The technique took a bi-coastal turn when discovered by a young Dr. Dre, whose first gig was the DJ of Afrika Bambaata-esque electrofunk group, the World Class Wreckin' Cru. Dre began his use of sampling in hip-hop when he produced the N.W.A album Straight Outta Compton (1989), a landmark in the genre of gangsta rap. Also in 1989, Jazz-sampling pioneers Gang Starr followed in 1991 by Pete Rock & CL Smooth and A Tribe Called Quest both appeared on the scene, popularizing their brand, and sampling took on a full role in hip-hop, spreading to prominence in high-profile projects like the Wu-Tang Clan's Enter the Wu-Tang: 36 Chambers, Dr. Dre's The Chronic, Nas' Illmatic and Notorious B.I.G.'s Ready to Die.

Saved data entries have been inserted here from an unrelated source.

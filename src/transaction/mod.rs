//! Income and expense transactions.
//!
//! This module contains everything related to transactions:
//! - The `Transaction` model and `TransactionBuilder` for creating transactions
//! - Database functions that keep goal totals in step with linked income
//! - Time range filtering, totals and per-category summaries
//! - View handlers for transaction-related web pages

mod core;
mod create_endpoint;
mod create_page;
mod delete_endpoint;
mod edit_endpoint;
mod edit_page;
mod form;
mod query;
mod range;
mod summary;
mod transactions_page;
mod view;

pub use core::{
    Transaction, TransactionBuilder, TransactionType, TransactionTypeError,
    create_transaction_table, get_transaction, insert_transaction, validate_amount,
};
pub use create_endpoint::create_transaction_endpoint;
pub use create_page::get_new_transaction_page;
pub use delete_endpoint::delete_transaction_endpoint;
pub use edit_endpoint::edit_transaction_endpoint;
pub use edit_page::get_edit_transaction_page;
pub use query::{TransactionFilter, TransactionRow, query_transactions};
pub use range::{DateBounds, RangeQuery, TimeRange};
pub use summary::{Totals, calculate_totals, category_summaries};
pub use transactions_page::get_transactions_page;
pub use view::{category_breakdown, totals_cards, transactions_table};

#[cfg(test)]
pub use core::create_transaction;
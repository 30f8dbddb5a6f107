//! The reports page: totals and a breakdown of the filtered transactions.

use std::sync::{Arc, Mutex};

use axum::{
    Extension,
    extract::{FromRef, State},
    response::{IntoResponse, Response},
};
use axum_extra::extract::Query;
use maud::{Markup, html};
use rusqlite::Connection;
use time::Date;

use crate::{
    AppState, Error,
    auth::UserID,
    endpoints,
    html::{FORM_LABEL_STYLE, FORM_TEXT_INPUT_STYLE, LINK_STYLE, PAGE_CONTAINER_STYLE, base},
    navigation::NavBar,
    report::core::{ReportQuery, ReportType, get_report_rows},
    timezone::local_now,
    transaction::{
        TimeRange, TransactionRow, TransactionType, calculate_totals, category_breakdown,
        category_summaries, totals_cards, transactions_table,
    },
};

/// The state needed for the reports page and CSV export.
#[derive(Debug, Clone)]
pub struct ReportsState {
    pub db_connection: Arc<Mutex<Connection>>,
    /// The local timezone as a canonical timezone name, e.g. "America/Sao_Paulo".
    pub local_timezone: String,
}

impl FromRef<AppState> for ReportsState {
    fn from_ref(state: &AppState) -> Self {
        Self {
            db_connection: state.db_connection.clone(),
            local_timezone: state.local_timezone.clone(),
        }
    }
}

pub async fn get_reports_page(
    State(state): State<ReportsState>,
    Extension(user_id): Extension<UserID>,
    Query(query): Query<ReportQuery>,
) -> Result<Response, Error> {
    let today = local_now(&state.local_timezone)
        .ok_or_else(|| Error::InvalidTimezoneError(state.local_timezone.clone()))?
        .date();

    let connection = state
        .db_connection
        .lock()
        .inspect_err(|error| tracing::error!("could not acquire database lock: {error}"))
        .map_err(|_| Error::DatabaseLockError)?;

    let (rows, error_message) = match get_report_rows(user_id, &query, today, &connection) {
        Ok(rows) => (rows, None),
        Err(Error::InvalidDateRange) => (
            Vec::new(),
            Some("The start date must not be after the end date."),
        ),
        Err(error) => {
            tracing::error!("could not get report for user {user_id}: {error}");
            return Err(error);
        }
    };

    Ok(reports_view(&rows, &query, today, error_message).into_response())
}

fn report_filter_form(query: &ReportQuery, today: Date) -> Markup {
    let time_range = query.range_query().time_range();
    let report_type = query.report_type();

    html! {
        form
            method="get"
            action=(endpoints::REPORTS_VIEW)
            class="flex flex-wrap items-end gap-4"
        {
            div
            {
                label for="range" class=(FORM_LABEL_STYLE) { "Period" }

                select id="range" name="range" class=(FORM_TEXT_INPUT_STYLE)
                {
                    @for option in TimeRange::ALL {
                        option value=(option.as_query_value()) selected[option == time_range]
                        {
                            (option.label())
                        }
                    }
                }
            }

            div
            {
                label for="type" class=(FORM_LABEL_STYLE) { "Type" }

                select id="type" name="type" class=(FORM_TEXT_INPUT_STYLE)
                {
                    @for option in ReportType::ALL {
                        option value=(option.as_query_value()) selected[option == report_type]
                        {
                            (option.label())
                        }
                    }
                }
            }

            div
            {
                label for="start" class=(FORM_LABEL_STYLE) { "From" }

                input
                    id="start"
                    name="start"
                    type="date"
                    max=(today)
                    value=[query.start]
                    class=(FORM_TEXT_INPUT_STYLE);
            }

            div
            {
                label for="end" class=(FORM_LABEL_STYLE) { "To" }

                input
                    id="end"
                    name="end"
                    type="date"
                    max=(today)
                    value=[query.end]
                    class=(FORM_TEXT_INPUT_STYLE);
            }

            button type="submit" class="px-4 py-2 bg-emerald-600 hover:bg-emerald-700 text-white rounded"
            {
                "Apply"
            }
        }
    }
}

fn reports_view(
    rows: &[TransactionRow],
    query: &ReportQuery,
    today: Date,
    error_message: Option<&str>,
) -> Markup {
    let nav_bar = NavBar::new(endpoints::REPORTS_VIEW).into_html();
    let totals = calculate_totals(rows);
    let export_url = format!("{}?{}", endpoints::REPORT_EXPORT, query.to_query_string());
    let report_type = query.report_type();

    let content = html! {
        (nav_bar)

        main class=(PAGE_CONTAINER_STYLE)
        {
            section class="space-y-4 w-full lg:max-w-5xl"
            {
                header class="flex justify-between flex-wrap items-end"
                {
                    h1 class="text-xl font-bold" { "Reports" }

                    a href=(export_url) class=(LINK_STYLE) download data-export-link { "Export CSV" }
                }

                (report_filter_form(query, today))

                @if let Some(error_message) = error_message {
                    p class="text-red-600 dark:text-red-400" role="alert" { (error_message) }
                }

                (totals_cards(totals))

                div class="grid gap-4 md:grid-cols-2"
                {
                    @if report_type != ReportType::Income {
                        (category_breakdown(
                            "Expenses by category",
                            &category_summaries(rows, TransactionType::Expense),
                        ))
                    }

                    @if report_type != ReportType::Expenses {
                        (category_breakdown(
                            "Income by category",
                            &category_summaries(rows, TransactionType::Income),
                        ))
                    }
                }

                (transactions_table(rows, false))
            }
        }
    };

    base("Reports", &[], &content)
}

#[cfg(test)]
mod reports_page_tests {
    use std::sync::{Arc, Mutex};

    use axum::{Extension, extract::State, http::StatusCode};
    use axum_extra::extract::Query;
    use scraper::Selector;
    use time::{Duration, OffsetDateTime, macros::date};

    use crate::{
        auth::UserID,
        endpoints,
        report::core::{ReportQuery, ReportType},
        test_utils::{
            assert_alert_contains, assert_valid_html, create_test_user, get_test_connection,
            parse_html_document, select_text,
        },
        transaction::{TimeRange, Transaction, TransactionType, create_transaction},
    };

    use super::{ReportsState, get_reports_page};

    fn setup() -> (ReportsState, UserID) {
        let connection = get_test_connection();
        let user = create_test_user("test@example.com", &connection);
        let today = OffsetDateTime::now_utc().date();
        create_transaction(
            user.id,
            Transaction::build(TransactionType::Income, 1000.0, today).description("Salary"),
            &connection,
        )
        .unwrap();
        create_transaction(
            user.id,
            Transaction::build(TransactionType::Expense, 250.0, today - Duration::days(2))
                .description("Rent"),
            &connection,
        )
        .unwrap();

        (
            ReportsState {
                db_connection: Arc::new(Mutex::new(connection)),
                local_timezone: "Etc/UTC".to_owned(),
            },
            user.id,
        )
    }

    #[tokio::test]
    async fn shows_filtered_totals() {
        let (state, user_id) = setup();
        let query = ReportQuery {
            range: Some(TimeRange::Last7Days),
            report_type: Some(ReportType::Expenses),
            ..Default::default()
        };

        let response = get_reports_page(State(state), Extension(user_id), Query(query))
            .await
            .unwrap();

        assert_eq!(response.status(), StatusCode::OK);
        let html = parse_html_document(response).await;
        assert_valid_html(&html);
        assert_eq!(
            select_text(&html, "[data-transaction-row] td:nth-child(2)"),
            vec!["Rent"]
        );
        assert_eq!(select_text(&html, "[data-total=balance]"), vec!["-R$250.00"]);
    }

    #[tokio::test]
    async fn export_link_keeps_filters() {
        let (state, user_id) = setup();
        let query = ReportQuery {
            range: Some(TimeRange::Today),
            report_type: Some(ReportType::Income),
            ..Default::default()
        };

        let response = get_reports_page(State(state), Extension(user_id), Query(query))
            .await
            .unwrap();

        let html = parse_html_document(response).await;
        let link = html
            .select(&Selector::parse("[data-export-link]").unwrap())
            .next()
            .unwrap();
        assert_eq!(
            link.value().attr("href"),
            Some(format!("{}?range=today&type=income", endpoints::REPORT_EXPORT).as_str())
        );
    }

    #[tokio::test]
    async fn backwards_range_shows_error() {
        let (state, user_id) = setup();
        let query = ReportQuery {
            range: Some(TimeRange::Custom),
            start: Some(date!(2025 - 02 - 01)),
            end: Some(date!(2025 - 01 - 01)),
            report_type: None,
        };

        let response = get_reports_page(State(state), Extension(user_id), Query(query))
            .await
            .unwrap();

        assert_eq!(response.status(), StatusCode::OK);
        let html = parse_html_document(response).await;
        assert_alert_contains(&html, "start date must not be after the end date");
        assert!(select_text(&html, "[data-transaction-row]").is_empty());
    }
}
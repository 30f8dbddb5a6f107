//! Defines the page and route handlers to display for an internal server error.
use axum::{
    http::StatusCode,
    response::{Html, IntoResponse, Response},
};
use axum_htmx::HxRedirect;

use crate::{endpoints, html::error_view};

pub struct InternalServerError<'a> {
    pub description: &'a str,
    pub fix: &'a str,
}

impl Default for InternalServerError<'_> {
    fn default() -> Self {
        Self {
            description: "Sorry, something went wrong.",
            fix: "Try again later or check the server logs",
        }
    }
}

impl InternalServerError<'_> {
    pub fn into_html(self) -> Html<String> {
        Html(error_view("Internal Server Error", "500", self.description, self.fix).into_string())
    }
}

impl IntoResponse for InternalServerError<'_> {
    fn into_response(self) -> Response {
        (StatusCode::INTERNAL_SERVER_ERROR, self.into_html()).into_response()
    }
}

pub async fn get_internal_server_error_page() -> Response {
    InternalServerError::default().into_response()
}

/// Get a response that will redirect the client to the internal server error 500 page.
///
/// **Note**: This redirect is intended to be served as a response to a POST request initiated by HTMX.
/// Route handlers using GET should use `axum::response::Redirect` to redirect via a response.
pub fn get_internal_server_error_redirect() -> Response {
    (
        HxRedirect(endpoints::INTERNAL_ERROR_VIEW.to_owned()),
        StatusCode::INTERNAL_SERVER_ERROR,
    )
        .into_response()
}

In the 2000s, sampling began to reach an all-time high; Jay-Z's album The Blueprint helped put producers Kanye West and Just Blaze on the map for their sampling of soul records. Kanye West himself scored early hits with "Through the Wire" and "Jesus Walks", often considered by West as "chipmunk soul", due to its sped up vocals on both songs. His 2004 album, The College Dropout, included two sampled hits featuring Twista which led to the Chicago rapper's Kamikaze selling platinum. On September 7, 2004, however, a U.S. Court of Appeals in Nashville changed the nature of musical copyright infringement by ruling that a license is needed in every case of sampling, where previously a small portion of the song could be copied without repercussion. The law immediately began rarefying samples in hip-hop; in a 2005 interview with Scratch magazine, Dr. Dre announced he was moving more toward instrumentation, and in 2006 The Notorious B.I.G.'s 1994 debut album Ready to Die was temporarily pulled from shelves for a retroactive sample clearance issue. As a result, more major producers and artists have moved further away from sampling and toward live instrumentation, such as Wu-Tang's RZA and Mos Def.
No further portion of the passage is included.